Not necessarily a good idea unless you can get four in there, as you have no redundancy. If you have only 2 - 6V batteries and one fails, you have no power. With 2 - 12V batteries, you can accommodate a failure of one battery.
Larry
This is why most boats have a reserve/start bank as well as a house bank. I would agree if they are the only batteries on the boat though that two 12V make more sense..
In all my years working on boats I have seen perhaps one person correctly diagnose a bad battery out of a bank while out at sea or off cruising and remove it from the mix. With newer technologies like GEL and AGM this is made even more difficult without the ability to do an SG test as the OCV often looks fine, even when you have a bad battery.
6V batteries are also far more robustly built and will take a lot more abuse than their 12V counterparts will so it has been a very, very rare occurrence that I have seen a bad cell or bad battery out of a combined 6V bank than I have with 12V batteries.

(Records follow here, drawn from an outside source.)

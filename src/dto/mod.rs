/// Envelopes exchanged between processes over the broker.
pub mod events;
/// Health check response.
pub mod health;
/// Validation helpers shared by the payloads.
pub mod validation;
/// WebSocket client and server messages.
pub mod ws;
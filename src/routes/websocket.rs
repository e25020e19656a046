use axum::{
    Router,
    extract::{State, WebSocketUpgrade},
    response::IntoResponse,
    routing::get,
};

use crate::{services::websocket_service, state::SharedState};

#[utoipa::path(
    get,
    path = "/ws",
    tag = "players",
    responses((status = 101, description = "Switching protocols to WebSocket"))
)]
/// Upgrade the HTTP connection into a player WebSocket session.
pub async fn ws_handler(
    State(state): State<SharedState>,
    ws: WebSocketUpgrade,
) -> impl IntoResponse {
    let shared_state = state.clone();
    ws.on_upgrade(move |socket| websocket_service::handle_socket(shared_state.clone(), socket))
}

/// Configure the WebSocket endpoint.
pub fn router() -> Router<SharedState> {
    Router::<SharedState>::new().route("/ws", get(ws_handler))
}
/// Cached balance reads and local adjustments.
pub mod balance;
/// OpenAPI documentation generation.
pub mod documentation;
/// Cross-process publish/subscribe of game events.
pub mod fanout;
/// Reactions to fan-out events on every process.
pub mod game_events;
/// Points and eliminations applied to the shared game snapshot.
pub mod game_play;
/// Health check service.
pub mod health_service;
/// Broker key layout.
pub mod keys;
/// Broker-backed locks shared by every process.
pub mod lock;
/// Staging game assembly and departures.
pub mod matchmaker;
/// Player message handling.
pub mod player_service;
/// Durable task queue on top of the broker lists.
pub mod queue;
/// Reconciliation records for ledger operations that need manual follow-up.
pub mod reconciliation;
/// Background task payloads.
pub mod tasks;
/// WebSocket connection and message handling service.
pub mod websocket_service;
/// Queue consumers and the stalled-task sweep.
pub mod worker;
//! Broker key names shared by every process.

use uuid::Uuid;

/// Staging game currently open for a game type.
pub fn staging_game(game_type_id: Uuid) -> String {
    format!("staging-game:{game_type_id}")
}

/// Lock serializing changes to [`staging_game`].
pub fn staging_lock(game_type_id: Uuid) -> String {
    format!("staging-lock:{game_type_id}")
}

/// Authoritative snapshot of a started game, scores included.
pub fn started_game(game_id: Uuid) -> String {
    format!("game:{game_id}")
}

/// Lock serializing changes to [`started_game`].
pub fn game_lock(game_id: Uuid) -> String {
    format!("game-lock:{game_id}")
}

/// Claim taken by the single process that decides a completed game.
///
/// Its value is the published result, so late subscribers can still read it.
pub fn game_completed(game_id: Uuid) -> String {
    format!("game-completed:{game_id}")
}

pub fn balance(user_id: Uuid) -> String {
    format!("balance:{user_id}")
}

/// Marker held while a join request of the player is in flight.
pub fn joining(user_id: Uuid) -> String {
    format!("joining:{user_id}")
}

Had a set of AGM batts just last week and OCV was fine but the bank was not holding a charge. One battery was okay to marginal and the other was near toast but still put up 12.6-12.7 volts, same as the other one. A 500A carbon pile load test backed up by a test with a $750.00 analyzer confirmed which was the really bad battery and which was the marginally bad battery. The windlass could have confirmed this had the owner known how to test it and what to look for.
I personally have no worries at all with 6V banks that only have two batteries so long as the system was designed correctly from the start and that would include a reserve battery.